Spotting Trends: Sectors to Consider in a Changed World
• The COVID-19 pandemic has created a new trend line for our society, creating opportunities as behaviors change
• Long-term opportunities in software and clean energy exist, as well as near-term prospects for homebuilders as the economy aims to recover.
Apart from the human tragedy of COVID-19, the pandemic has created a new trend line for our society by disrupting every aspect of our daily routines, from how we make purchases and consume energy to how we stay connected. Some of these trends were in place before the pandemic. But now, they are likely to be amplified as we transition to a new world order.
Identifying true opportunities during a tectonic shift of this magnitude requires using specialized, industry-specific knowledge to capitalize on an evolving market regime.
We see three potential opportunities where we believe investors may benefit from targeted sector-based strategies – both for right now as the economy starts to recover and as the post-pandemic world continues to evolve and impact future generations.

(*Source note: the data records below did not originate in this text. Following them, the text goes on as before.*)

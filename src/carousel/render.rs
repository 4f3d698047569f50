//! Page rendering for published carousels
//!
//! A page is one slide shown as a photo whose caption ends with a styled
//! `i/total` line, plus a navigation row that always holds exactly two
//! buttons (previous, next). A button past either edge is replaced with a
//! disabled placeholder so the layout never jumps.

use teloxide::utils::html;

use super::action::CallbackAction;
use super::registry::CarouselKey;
use super::slide::{PhotoRef, Slide};

#[derive(Debug, Clone, PartialEq, Eq)]
pub enum NavButton {
    Go(CallbackAction),
    Disabled,
}

impl NavButton {
    /// Payload carried by the button; disabled buttons send `noop`.
    pub fn action(&self) -> CallbackAction {
        match self {
            Self::Go(action) => action.clone(),
            Self::Disabled => CallbackAction::Noop,
        }
    }

    pub fn is_enabled(&self) -> bool {
        matches!(self, Self::Go(_))
    }
}

#[derive(Debug, Clone, PartialEq, Eq)]
pub struct NavControl {
    pub prev: NavButton,
    pub next: NavButton,
}

impl NavControl {
    pub fn for_page(key: &CarouselKey, index: usize, total: usize) -> Self {
        let prev = if index > 0 {
            NavButton::Go(CallbackAction::navigate(key.clone(), index - 1))
        } else {
            NavButton::Disabled
        };
        let next = if index + 1 < total {
            NavButton::Go(CallbackAction::navigate(key.clone(), index + 1))
        } else {
            NavButton::Disabled
        };
        Self { prev, next }
    }

    pub fn buttons(&self) -> [&NavButton; 2] {
        [&self.prev, &self.next]
    }
}

#[derive(Debug, Clone, PartialEq, Eq)]
pub struct RenderedPage {
    pub photo: PhotoRef,
    /// Caption as stored by the user, unescaped.
    pub caption: String,
    pub index: usize,
    pub total: usize,
    pub nav: NavControl,
}

impl RenderedPage {
    /// Caption sent with `ParseMode::Html`.
    pub fn caption_html(&self) -> String {
        format!("{}\n\n<i>{}/{}</i>", html::escape(&self.caption), self.index + 1, self.total)
    }

    /// What a viewer reads once Telegram applies the markup.
    pub fn caption_text(&self) -> String {
        format!("{}\n\n{}/{}", self.caption, self.index + 1, self.total)
    }
}

/// Clamps any requested index into `[0, total - 1]`. `total` must be non-zero.
pub fn clamp_index(index: i64, total: usize) -> usize {
    let last = total.saturating_sub(1);
    usize::try_from(index.max(0)).map_or(last, |i| i.min(last))
}

/// Renders page `index` (clamped) of a carousel. `None` for an empty slide list.
pub fn render_page(key: &CarouselKey, slides: &[Slide], index: i64) -> Option<RenderedPage> {
    if slides.is_empty() {
        return None;
    }
    let total = slides.len();
    let index = clamp_index(index, total);
    let slide = &slides[index];

    Some(RenderedPage {
        photo: slide.photo.clone(),
        caption: slide.caption.clone(),
        index,
        total,
        nav: NavControl::for_page(key, index, total),
    })
}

Software: Solutions to support a new way of life Remote access, cloud storage, and internet-based solutions were strong secular trends before COVID-19. Today’s more digitally-connected world will require more software to function. And as we said in our mid-year outlook , we see software as the backbone of our new society. As a result, software and service firms may benefit from this seismic shift in corporate and consumer behavior across a variety of dimensions: video conferencing, e-learning, telehealth, project and document management, closed system social communication tools, cloud technologies, digital payments, and cyber security.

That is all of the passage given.